→ **Instructions for the task**:
Filter the entries and keep only the lines where the string "filename" appears.

→ **Input for this task**:
//! Model client

use tracing::debug;

use steward_config::AgentConfig;
use steward_provider::{ChatParams, ChatResponse, Provider, ToolCall, ToolChoice};

use crate::catalog::ToolCatalog;
use crate::conversation::Conversation;

/// One model reply: free text, tool calls, or both
#[derive(Debug, Clone, Default, PartialEq)]
pub struct ModelTurn {
    pub text: Option<String>,
    /// In the order the model emitted them
    pub tool_calls: Vec<ToolCall>,
}

impl ModelTurn {
    pub fn has_tool_calls(&self) -> bool {
        !self.tool_calls.is_empty()
    }

    /// Text with surrounding whitespace removed, if any is left
    pub fn answer(&self) -> Option<&str> {
        self.text
            .as_deref()
            .map(str::trim)
            .filter(|t| !t.is_empty())
    }
}

impl From<ChatResponse> for ModelTurn {
    fn from(response: ChatResponse) -> Self {
        Self {
            text: response.content,
            tool_calls: response.tool_calls,
        }
    }
}

/// Single request/response call to a completion model
pub struct ModelClient<P: Provider> {
    provider: P,
    model: String,
    max_tokens: u32,
    temperature: f32,
}

impl<P: Provider> ModelClient<P> {
    pub fn new(provider: P, model: impl Into<String>) -> Self {
        Self {
            provider,
            model: model.into(),
            max_tokens: 4096,
            temperature: 0.6,
        }
    }

    /// Model and sampling settings from the agent config
    pub fn with_config(provider: P, config: &AgentConfig) -> Self {
        let model = match config.model.trim() {
            "" => provider.default_model(),
            model => model.to_string(),
        };
        Self {
            provider,
            model,
            max_tokens: config.max_tokens,
            temperature: config.temperature,
        }
    }

    pub fn model(&self) -> &str {
        &self.model
    }

    pub fn provider(&self) -> &P {
        &self.provider
    }

    pub async fn complete(
        &self,
        conversation: &Conversation,
        catalog: &ToolCatalog,
    ) -> steward_provider::Result<ModelTurn> {
        let params = ChatParams {
            model: self.model.clone(),
            messages: conversation.snapshot(),
            tools: catalog.list_for_presentation(),
            max_tokens: self.max_tokens,
            temperature: self.temperature,
            tool_choice: ToolChoice::Auto,
        };

        debug!(
            "model call: {} messages, {} tools",
            params.messages.len(),
            params.tools.len()
        );
        let response = self.provider.chat(params).await?;
        debug!(
            "model replied: finish={} tool_calls={}",
            response.finish_reason,
            response.tool_calls.len()
        );
        Ok(response.into())
    }
}
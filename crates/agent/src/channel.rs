//! Human I/O
//!
//! Every read or write to the terminal goes through `UserChannel`, which
//! holds an async mutex for the whole operation. A clarification question
//! and its reply therefore never interleave with tool activity lines
//! printed by concurrent dispatch tasks.

use async_trait::async_trait;
use std::sync::Arc;
use tokio::io::{AsyncBufReadExt, AsyncWriteExt, BufReader, Lines, Stdin, Stdout};
use tokio::sync::Mutex;
use tracing::warn;

/// Line-oriented text front-end
#[async_trait]
pub trait HumanIo: Send {
    async fn present(&mut self, text: &str);

    /// Show `prompt` and wait for one line; `None` at end of input
    async fn read_line(&mut self, prompt: &str) -> Option<String>;
}

/// Shared, serialized access to a `HumanIo`
#[derive(Clone)]
pub struct UserChannel {
    io: Arc<Mutex<Box<dyn HumanIo>>>,
}

impl UserChannel {
    pub fn new(io: impl HumanIo + 'static) -> Self {
        Self {
            io: Arc::new(Mutex::new(Box::new(io))),
        }
    }

    pub async fn say(&self, text: &str) {
        self.io.lock().await.present(text).await;
    }

    /// Present a question and wait for the reply under one lock
    pub async fn ask(&self, question: &str) -> Option<String> {
        let mut io = self.io.lock().await;
        io.present(question).await;
        io.read_line("> ").await
    }

    pub async fn prompt(&self, label: &str) -> Option<String> {
        self.io.lock().await.read_line(label).await
    }
}

/// Terminal front-end over tokio stdin/stdout
pub struct ConsoleIo {
    stdin: Lines<BufReader<Stdin>>,
    stdout: Stdout,
}

impl ConsoleIo {
    pub fn new() -> Self {
        Self {
            stdin: BufReader::new(tokio::io::stdin()).lines(),
            stdout: tokio::io::stdout(),
        }
    }

    async fn write(&mut self, text: &str) {
        let result = async {
            self.stdout.write_all(text.as_bytes()).await?;
            self.stdout.flush().await
        }
        .await;
        if let Err(e) = result {
            warn!("failed to write to stdout: {}", e);
        }
    }
}

impl Default for ConsoleIo {
    fn default() -> Self {
        Self::new()
    }
}

#[async_trait]
impl HumanIo for ConsoleIo {
    async fn present(&mut self, text: &str) {
        self.write(&format!("{}\n", text)).await;
    }

    async fn read_line(&mut self, prompt: &str) -> Option<String> {
        self.write(prompt).await;
        match self.stdin.next_line().await {
            Ok(line) => line,
            Err(e) => {
                warn!("failed to read stdin: {}", e);
                None
            }
        }
    }
}
use arbitrary::{Arbitrary, Unstructured};

use crate::graph::Graph;

const MAX_VERTEX_COUNT: usize = 256;
const MAX_EDGE_COUNT: usize = 1024;

/// An arbitrary index which is mapped into the range of a concrete collection
/// only when used.
#[derive(Debug, Arbitrary, Clone, Copy, PartialEq, Eq, PartialOrd, Ord, Hash, Default)]
pub struct Index(pub usize);

impl Index {
    pub fn get(&self, m: usize) -> Option<usize> {
        if m > 0 {
            Some(self.0 % m)
        } else {
            None
        }
    }
}

impl<'a> Arbitrary<'a> for Graph {
    fn arbitrary(u: &mut Unstructured<'a>) -> arbitrary::Result<Self> {
        let vertex_count = u.int_in_range(0..=MAX_VERTEX_COUNT)?;
        let edges = u.arbitrary::<Vec<(Index, Index)>>()?;

        let mut graph = Graph::new(vertex_count);

        for (v, w) in edges.into_iter().take(MAX_EDGE_COUNT) {
            if let (Some(v), Some(w)) = (v.get(vertex_count), w.get(vertex_count)) {
                graph
                    .add_edge(v, w)
                    .map_err(|_| arbitrary::Error::IncorrectFormat)?;
            }
        }

        Ok(graph)
    }
}
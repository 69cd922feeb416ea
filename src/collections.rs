//! General purpose containers.

pub mod queue;

pub use queue::Queue;
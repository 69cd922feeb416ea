use thiserror::Error;

/// The error type for graph construction and queries.
#[derive(Debug, Clone, Copy, PartialEq, Eq, Hash, Error)]
pub enum Error {
    /// A graph cannot have a negative number of vertices.
    #[error("invalid vertex count {0}")]
    InvalidSize(i64),

    /// A vertex id outside of `0..vertex_count`.
    #[error("vertex {index} is out of range for a graph with {vertex_count} vertices")]
    IndexOutOfRange { index: usize, vertex_count: usize },

    /// A statistic that is undefined for a graph without vertices.
    #[error("the graph has no vertices")]
    EmptyGraph,
}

→ **The answer**:
filename crates/agent/src/channel.rs
filename src/collections.rs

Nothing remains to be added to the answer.